While the Cedar Rapids Water Pollution Control Facility works to control odor through several methods, several factors, including flood repairs, general repairs and fall weather, have all contributed to the potential for offsite odors from the facility.
The Cedar Rapids Water Pollution Control Facility was heavily damaged during the Flood of 2008. While the facility was able to get up and running most processes just 12 weeks after the flood, the need for additional repairs to some processes still continues. Currently, the incinerator, a key odor control process, was shut down for additional flood repairs on September 1st. The repairs to the incinerator are estimated to take 4-5 months and include:
Repairing safety systems
Replacing power & process control system components
Replacing key operational fans
Replacing burners, piping and controls
Repairing air pollution control components
While the incinerator is shut down, biosolids generated from the treatment process must be stored onsite until disposal, which may increase the amount of odor experienced by the community.
Non-flood Related Repairs
Also at this time, one of four secondary biological treatment processes is shut down while a new dome is placed on the structure.
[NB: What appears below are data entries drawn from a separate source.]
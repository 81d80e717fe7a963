//! Bootstrap assets selected by operating-system tag.
//!
//! Each OS tag owns a directory under the assets root holding the
//! configuration-management installer and the machine manifest. The manifest
//! is staged in a scratch directory before transfer and the staged copy is
//! removed when its guard is dropped.

use std::{fmt, io};

use camino::{Utf8Path, Utf8PathBuf};
use cap_std::{ambient_authority, fs_utf8::Dir};
use thiserror::Error;
use tracing::{debug, warn};
use uuid::Uuid;

/// File name of the installer inside an OS asset directory.
pub const INSTALLER_FILE: &str = "install-puppet.sh";
/// File name of the manifest inside an OS asset directory.
pub const MANIFEST_FILE: &str = "puppetfile.pp";
/// Remote path, relative to the login home, the installer is sent to.
pub const REMOTE_INSTALLER_PATH: &str = "install-puppet.sh";
/// Remote path, relative to the login home, the manifest is sent to.
pub const REMOTE_MANIFEST_PATH: &str = "puppetfile.pp";

/// Errors raised while resolving or staging bootstrap assets.
#[derive(Clone, Debug, Error, Eq, PartialEq)]
pub enum AssetError {
    /// Raised when an expected asset file does not exist.
    #[error("bootstrap asset not found: {path}")]
    Missing {
        /// Path that was expected to exist.
        path: Utf8PathBuf,
    },
    /// Raised when reading or writing an asset fails.
    #[error("bootstrap asset I/O failed for {path}: {message}")]
    Io {
        /// Path being accessed.
        path: Utf8PathBuf,
        /// Underlying error message.
        message: String,
    },
}

fn split(path: &Utf8Path) -> Result<(&Utf8Path, &str), AssetError> {
    let parent = path.parent().unwrap_or_else(|| Utf8Path::new("."));
    let file_name = path.file_name().ok_or_else(|| AssetError::Io {
        path: path.to_path_buf(),
        message: String::from("path is missing a file name"),
    })?;
    Ok((parent, file_name))
}

fn open_dir(path: &Utf8Path) -> Result<Dir, AssetError> {
    Dir::open_ambient_dir(path, ambient_authority()).map_err(|err| {
        if err.kind() == io::ErrorKind::NotFound {
            AssetError::Missing {
                path: path.to_path_buf(),
            }
        } else {
            AssetError::Io {
                path: path.to_path_buf(),
                message: err.to_string(),
            }
        }
    })
}

fn require_file(path: &Utf8Path) -> Result<(), AssetError> {
    let (parent, file_name) = split(path)?;
    let dir = open_dir(parent)?;
    match dir.metadata(file_name) {
        Ok(metadata) if metadata.is_file() => Ok(()),
        Ok(_) => Err(AssetError::Io {
            path: path.to_path_buf(),
            message: String::from("not a regular file"),
        }),
        Err(err) if err.kind() == io::ErrorKind::NotFound => Err(AssetError::Missing {
            path: path.to_path_buf(),
        }),
        Err(err) => Err(AssetError::Io {
            path: path.to_path_buf(),
            message: err.to_string(),
        }),
    }
}

/// Installer and manifest for one OS tag.
#[derive(Clone, Debug, Eq, PartialEq)]
pub struct BootstrapAssets {
    installer: Utf8PathBuf,
    manifest: Utf8PathBuf,
}

impl BootstrapAssets {
    /// Resolves the assets inside `os_dir` and checks both files exist.
    ///
    /// # Errors
    ///
    /// Returns [`AssetError::Missing`] when the directory or either file is
    /// absent.
    pub fn locate(os_dir: &Utf8Path) -> Result<Self, AssetError> {
        let assets = Self {
            installer: os_dir.join(INSTALLER_FILE),
            manifest: os_dir.join(MANIFEST_FILE),
        };
        require_file(&assets.installer)?;
        require_file(&assets.manifest)?;
        Ok(assets)
    }

    /// Local path of the installer script.
    #[must_use]
    pub fn installer(&self) -> &Utf8Path {
        &self.installer
    }

    /// Local path of the manifest.
    #[must_use]
    pub fn manifest(&self) -> &Utf8Path {
        &self.manifest
    }

    /// Copies the manifest into `scratch_dir` under a unique name.
    ///
    /// # Errors
    ///
    /// Returns [`AssetError`] when the manifest cannot be read or the scratch
    /// copy cannot be written.
    pub fn stage_manifest(&self, scratch_dir: &Utf8Path) -> Result<StagedFile, AssetError> {
        let (source_dir, source_name) = split(&self.manifest)?;
        let contents = open_dir(source_dir)?
            .read_to_string(source_name)
            .map_err(|err| AssetError::Io {
                path: self.manifest.clone(),
                message: err.to_string(),
            })?;

        let file_name = format!("bosun-{}-{MANIFEST_FILE}", Uuid::new_v4());
        let path = scratch_dir.join(&file_name);
        let dir = open_dir(scratch_dir)?;
        dir.write(&file_name, contents).map_err(|err| AssetError::Io {
            path: path.clone(),
            message: err.to_string(),
        })?;
        debug!(path = %path, "staged manifest");
        Ok(StagedFile { dir, file_name, path })
    }
}

/// A scratch file removed when the guard is dropped.
pub struct StagedFile {
    dir: Dir,
    file_name: String,
    path: Utf8PathBuf,
}

impl StagedFile {
    /// Full path of the staged file.
    #[must_use]
    pub fn path(&self) -> &Utf8Path {
        &self.path
    }
}

impl fmt::Debug for StagedFile {
    fn fmt(&self, f: &mut fmt::Formatter<'_>) -> fmt::Result {
        f.debug_struct("StagedFile").field("path", &self.path).finish()
    }
}

impl Drop for StagedFile {
    fn drop(&mut self) {
        match self.dir.remove_file(&self.file_name) {
            Ok(()) => debug!(path = %self.path, "removed staged manifest"),
            Err(err) if err.kind() == io::ErrorKind::NotFound => {}
            Err(err) => warn!(path = %self.path, error = %err, "failed to remove staged manifest"),
        }
    }
}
While this part of the treatment process is shut down, it can create more stress on the remaining process components reducing the effectiveness of available odor control options for this stage of the treatment process.
Fall Weather Conditions
Fall weather can produce what is known as inversion conditions where cool air at night ‘traps’ ground level emissions of all types, including odor or smoke from wood burning. Evening and nighttime inversion conditions limit the normal dilution and dispersal of odors or other emissions like smoke from wood burning. If residents are noticing these odors more at night than during the day, it is likely due to inversion conditions.